A VIDA DA GENTE (2011)
O drama das irmãs Ana (Fernanda Vasconcelos) e Manuela (Marjorie Estiano) foi o primeiro trabalho de Lícia Manzo como autora titular de novelas – e começou com o pé direito. Dirigida por Jayme Monjardim, a história se passava no eixo Porto Alegre-Gramado e girava em torno dos conflitos familiares e humanos construídos em torno das personagens.
“O que eu acho bonito na trama desses personagens é o tempo. Você não mergulha duas vezes no mesmo rio, porque na segunda vez o rio está diferente e você também, e às vezes a gente custa pra aprender isso. A beleza era essa: tentar viver através do que diz Belchior, que o passado é uma roupa que não serve mais.” – Lícia Manzo.
SETE VIDAS (2015)
Durante um café, após o término de A Vida da Gente, autora e diretor decidiram que produziriam um próximo projeto. Nesta conversa, foram discutidos alguns assuntos e ambos chegaram à trama de Sete Vidas. “Ele me falou que tinha vontade de trabalhar com o tema da Antártica e eu falei que tinha visto uma matéria sobre filhos de doadores que se agrupavam via um site de internet e se descobriam meios-irmãos”, conta Lícia.

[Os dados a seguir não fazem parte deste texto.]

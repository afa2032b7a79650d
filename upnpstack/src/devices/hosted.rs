use std::sync::{
    Arc,
    atomic::{AtomicU32, Ordering},
};

use tracing::debug;
use uuid::Uuid;
use xmltree::{Element, XMLNode};

use crate::devices::info::icon_list_element;
use crate::devices::{DEVICE_NS, DeviceError, DeviceInfo, DeviceView, Icon, IconSet};
use crate::identifier::device_key;
use crate::services::{HostedService, ServiceInfo, spec_version_element};
use crate::xml::{element_to_string, push_text_child};

/// Device implémenté par ce processus.
///
/// Les URLs sont construites à partir de l'UDN :
///
/// ```text
/// /upnp/<udn>/desc
/// /upnp/<udn>/icons/<file>
/// /upnp/<udn>/<serviceId>/xml
/// /upnp/<udn>/<serviceId>/control
/// /upnp/<udn>/<serviceId>/eventsub
/// ```
///
/// Un device embarqué est décrit dans le document de son device racine.
#[derive(Debug)]
pub struct HostedDevice {
    udn: String,
    domain: String,
    type_: String,
    version: u32,
    info: DeviceInfo,
    spec_version: (u32, u32),
    configid: AtomicU32,
    base_url: String,
    icons: Option<IconSet>,
    services: Vec<Arc<HostedService>>,
    embedded: Vec<HostedDevice>,
}

impl HostedDevice {
    pub fn new(type_: &str, version: u32, info: DeviceInfo) -> Result<Self, DeviceError> {
        if version == 0 {
            return Err(DeviceError::InvalidVersion);
        }
        Ok(Self {
            udn: String::new(),
            domain: "schemas-upnp-org".to_string(),
            type_: type_.to_string(),
            version,
            info,
            spec_version: (2, 0),
            configid: AtomicU32::new(0),
            base_url: String::new(),
            icons: None,
            services: Vec::new(),
            embedded: Vec::new(),
        })
    }

    pub fn with_domain(mut self, domain: &str) -> Self {
        self.domain = domain.to_string();
        self
    }

    /// Fixes the UDN, with or without its `uuid:` prefix.
    pub fn with_udn(mut self, udn: &str) -> Self {
        self.udn = udn.strip_prefix("uuid:").unwrap_or(udn).to_string();
        self
    }

    /// Sets the advertised icons; a set with no source and no external
    /// prefix could not be fetched and is left out of the description.
    pub fn with_icons(mut self, icons: IconSet) -> Self {
        self.icons = Some(icons);
        self
    }

    /// Mimetype and bytes of the icon file served under `<path>/icons/`.
    pub fn icon(&self, file: &str) -> Option<(String, Vec<u8>)> {
        self.icons.as_ref()?.load(file)
    }

    pub fn add_service(&mut self, service: HostedService) -> Result<Arc<HostedService>, DeviceError> {
        if self.service(service.service_id()).is_some() {
            return Err(DeviceError::ServiceAlreadyExists(
                service.service_id().to_string(),
            ));
        }
        let service = Arc::new(service);
        self.services.push(service.clone());
        Ok(service)
    }

    pub fn add_embedded_device(&mut self, device: HostedDevice) -> Result<(), DeviceError> {
        if !device.udn.is_empty() && self.find_device(&device.udn).is_some() {
            return Err(DeviceError::DeviceAlreadyExists(device.udn.clone()));
        }
        self.embedded.push(device);
        Ok(())
    }

    /// Generates missing UDNs and binds the device tree to `base_url`
    /// (`http://host:port`).
    pub fn init_device(&mut self, base_url: &str) {
        if self.udn.is_empty() {
            self.udn = Uuid::new_v4().to_string();
            debug!(udn = %self.udn, "generated UDN for {}", self.type_);
        }
        self.base_url = base_url.trim_end_matches('/').to_string();
        for device in &mut self.embedded {
            device.init_device(base_url);
        }
    }

    pub fn domain(&self) -> &str {
        &self.domain
    }

    pub fn type_(&self) -> &str {
        &self.type_
    }

    pub fn version(&self) -> u32 {
        self.version
    }

    pub fn base_url(&self) -> &str {
        &self.base_url
    }

    pub fn path(&self) -> String {
        format!("/upnp/{}", self.udn)
    }

    pub fn description_path(&self) -> String {
        format!("{}/desc", self.path())
    }

    /// Absolute URL of the description document.
    pub fn location(&self) -> String {
        format!("{}{}", self.base_url, self.description_path())
    }

    pub fn set_configid(&self, configid: u32) {
        self.configid.store(configid, Ordering::Relaxed);
        for device in &self.embedded {
            device.set_configid(configid);
        }
    }

    pub fn services(&self) -> &[Arc<HostedService>] {
        &self.services
    }

    /// Looks a service up by id, ignoring case.
    pub fn service(&self, service_id: &str) -> Option<&Arc<HostedService>> {
        self.services
            .iter()
            .find(|s| s.service_id().eq_ignore_ascii_case(service_id))
    }

    pub fn embedded_devices(&self) -> &[HostedDevice] {
        &self.embedded
    }

    /// Finds this device or one of its descendants by UDN.
    pub fn find_device(&self, udn: &str) -> Option<&HostedDevice> {
        let key = device_key(udn);
        if device_key(&self.udn) == key {
            return Some(self);
        }
        self.embedded.iter().find_map(|d| d.find_device(&key))
    }

    /// This device followed by its descendants, depth first.
    pub fn all_devices(&self) -> Vec<&HostedDevice> {
        let mut devices = vec![self];
        for device in &self.embedded {
            devices.extend(device.all_devices());
        }
        devices
    }

    pub fn service_info(&self, service: &HostedService) -> ServiceInfo {
        let prefix = format!("{}/{}", self.path(), service.service_id());
        ServiceInfo {
            service_type: service.service_type().to_string(),
            service_id_urn: service.service_id_urn().to_string(),
            scpd_url: format!("{}/xml", prefix),
            control_url: format!("{}/control", prefix),
            event_sub_url: format!("{}/eventsub", prefix),
        }
    }

    /// Serialises the description document of this device tree.
    pub fn get_xml(&self) -> Result<String, DeviceError> {
        let mut root = Element::new("root");
        root.attributes
            .insert("xmlns".to_string(), DEVICE_NS.to_string());
        root.attributes
            .insert("configId".to_string(), self.configid().to_string());
        root.children
            .push(XMLNode::Element(spec_version_element(self.spec_version)));
        root.children.push(XMLNode::Element(self.xml_walker()));

        element_to_string(&root).map_err(|e| DeviceError::XmlWrite(e.to_string()))
    }

    fn xml_walker(&self) -> Element {
        let mut elem = Element::new("device");
        push_text_child(&mut elem, "deviceType", &self.device_type());
        self.info.write_to(&mut elem);
        push_text_child(&mut elem, "UDN", &format!("uuid:{}", self.udn));

        let icons = self.icons();
        if !icons.is_empty() {
            elem.children
                .push(XMLNode::Element(icon_list_element(&icons)));
        }

        if !self.services.is_empty() {
            let mut list = Element::new("serviceList");
            for service in &self.services {
                list.children
                    .push(XMLNode::Element(self.service_info(service).to_element()));
            }
            elem.children.push(XMLNode::Element(list));
        }

        if !self.embedded.is_empty() {
            let mut list = Element::new("deviceList");
            for device in &self.embedded {
                list.children.push(XMLNode::Element(device.xml_walker()));
            }
            elem.children.push(XMLNode::Element(list));
        }

        if let Some(url) = &self.info.presentation_url {
            push_text_child(&mut elem, "presentationURL", url);
        }
        elem
    }
}

impl DeviceView for HostedDevice {
    fn udn(&self) -> &str {
        &self.udn
    }

    fn device_type(&self) -> String {
        format!("urn:{}:device:{}:{}", self.domain, self.type_, self.version)
    }

    fn info(&self) -> &DeviceInfo {
        &self.info
    }

    fn spec_version(&self) -> (u32, u32) {
        self.spec_version
    }

    fn configid(&self) -> u32 {
        self.configid.load(Ordering::Relaxed)
    }

    fn icons(&self) -> Vec<Icon> {
        match &self.icons {
            Some(set) if set.is_reachable() => set.icons(&format!("{}/icons", self.path())),
            _ => Vec::new(),
        }
    }

    fn service_types(&self) -> Vec<String> {
        self.services
            .iter()
            .map(|s| s.service_type().to_string())
            .collect()
    }

    fn service_ids(&self) -> Vec<String> {
        self.services
            .iter()
            .map(|s| s.service_id().to_string())
            .collect()
    }

    fn embedded_udns(&self) -> Vec<String> {
        self.embedded.iter().map(|d| d.udn.clone()).collect()
    }

    fn is_managed(&self) -> bool {
        true
    }
}

#[cfg(test)]
mod tests {
    use super::*;
    use crate::services::{ActionDef, ActionResult, ServiceBuilder, StateVariableDef};
    use crate::variable_types::StateVarType;
    use crate::xml::{child_text, parse_element};

    fn service(id: &str) -> HostedService {
        ServiceBuilder::new(&format!("urn:schemas-upnp-org:service:{}:1", id), id)
            .variable(StateVariableDef::argument("A_ARG_TYPE_Value", StateVarType::String))
            .action(ActionDef::new("Get").output("Value", "A_ARG_TYPE_Value"))
            .handler("Get", |_, _| Ok(ActionResult::Value("x".into())))
            .build()
            .unwrap()
    }

    fn device() -> HostedDevice {
        let mut device = HostedDevice::new("MediaServer", 1, DeviceInfo::new("Salon", "acme", "box"))
            .unwrap()
            .with_icons(IconSet::new("logo").with_source(|_, icon| {
                (icon.width == 48).then(|| b"PNG".to_vec())
            }));
        device.add_service(service("ContentDirectory")).unwrap();
        device.add_service(service("ConnectionManager")).unwrap();

        let mut child = HostedDevice::new("Printer", 2, DeviceInfo::new("Child", "acme", "p"))
            .unwrap()
            .with_udn("uuid:child-1");
        child.add_service(service("Print")).unwrap();
        device.add_embedded_device(child).unwrap();
        device
    }

    #[test]
    fn test_init_device_generates_udn() {
        let mut device = device();
        device.init_device("http://10.0.0.1:8080/");
        assert_eq!(device.udn().len(), 36);
        assert_eq!(device.embedded_udns(), vec!["child-1".to_string()]);
        assert_eq!(
            device.location(),
            format!("http://10.0.0.1:8080/upnp/{}/desc", device.udn())
        );
        assert!(device.find_device("CHILD-1").is_some());
        assert_eq!(device.all_devices().len(), 2);
    }

    #[test]
    fn test_duplicate_service_is_rejected() {
        let mut device = device();
        assert!(matches!(
            device.add_service(service("contentdirectory")),
            Err(DeviceError::ServiceAlreadyExists(_))
        ));
    }

    #[test]
    fn test_zero_version_is_rejected() {
        assert!(matches!(
            HostedDevice::new("X", 0, DeviceInfo::default()),
            Err(DeviceError::InvalidVersion)
        ));
    }

    #[test]
    fn test_get_xml() {
        let mut device = device().with_udn("root-1");
        device.init_device("http://h:1");
        device.set_configid(7);

        let xml = device.get_xml().unwrap();
        let root = parse_element(xml.as_bytes()).unwrap();
        assert_eq!(root.name, "root");
        assert_eq!(root.attributes.get("configId").map(String::as_str), Some("7"));

        let dev = root.get_child("device").unwrap();
        assert_eq!(
            child_text(dev, "deviceType").as_deref(),
            Some("urn:schemas-upnp-org:device:MediaServer:1")
        );
        assert_eq!(child_text(dev, "UDN").as_deref(), Some("uuid:root-1"));
        assert_eq!(dev.get_child("iconList").unwrap().children.len(), 4);

        let services = dev.get_child("serviceList").unwrap();
        let first = services.get_child("service").unwrap();
        assert_eq!(
            child_text(first, "controlURL").as_deref(),
            Some("/upnp/root-1/ContentDirectory/control")
        );

        let embedded = dev
            .get_child("deviceList")
            .and_then(|l| l.get_child("device"))
            .unwrap();
        assert_eq!(child_text(embedded, "UDN").as_deref(), Some("uuid:child-1"));
    }

    #[test]
    fn test_icon_lookup() {
        let device = device();
        let (mimetype, bytes) = device.icon("logo_48x48_24.jpg").unwrap();
        assert_eq!(mimetype, "image/jpeg");
        assert_eq!(bytes, b"PNG".to_vec());
        assert!(device.icon("logo_120x120_24.png").is_none());
        assert!(device.icon("desc").is_none());

        let plain = HostedDevice::new("Printer", 1, DeviceInfo::new("p", "acme", "p"))
            .unwrap()
            .with_icons(IconSet::new("logo"));
        assert!(plain.icons().is_empty());
        assert!(plain.icon("logo_48x48_24.png").is_none());
    }

    #[test]
    fn test_unique_service_types() {
        let mut device = HostedDevice::new("X", 1, DeviceInfo::default()).unwrap();
        device
            .add_service(
                ServiceBuilder::new("urn:schemas-upnp-org:service:Print:1", "Print1")
                    .build()
                    .unwrap(),
            )
            .unwrap();
        device
            .add_service(
                ServiceBuilder::new("urn:schemas-upnp-org:service:Print:1", "Print2")
                    .build()
                    .unwrap(),
            )
            .unwrap();
        assert_eq!(device.service_ids().len(), 2);
        assert_eq!(device.unique_service_types().len(), 1);
    }
}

Além da conversa, a roteirista se inspirou em Rei Leão para compor a história de Miguel (Domingos Montagner), protagonista da novela, e que tal referência causou certa decepção em parte do público.
“Acho engraçado como as pessoas levam a sério essa coisa de vaidade intelectual, como se fosse mais nobre eu citar Dostoiévski. A Clarice Lispector, que é minha musa eterna, falava que o maior elogio que havia recebido na vida tinha vindo do Guimarães Rosa, que falou: ‘Eu leio Clarice não pra literatura, mas pra vida’” – Lícia Manzo.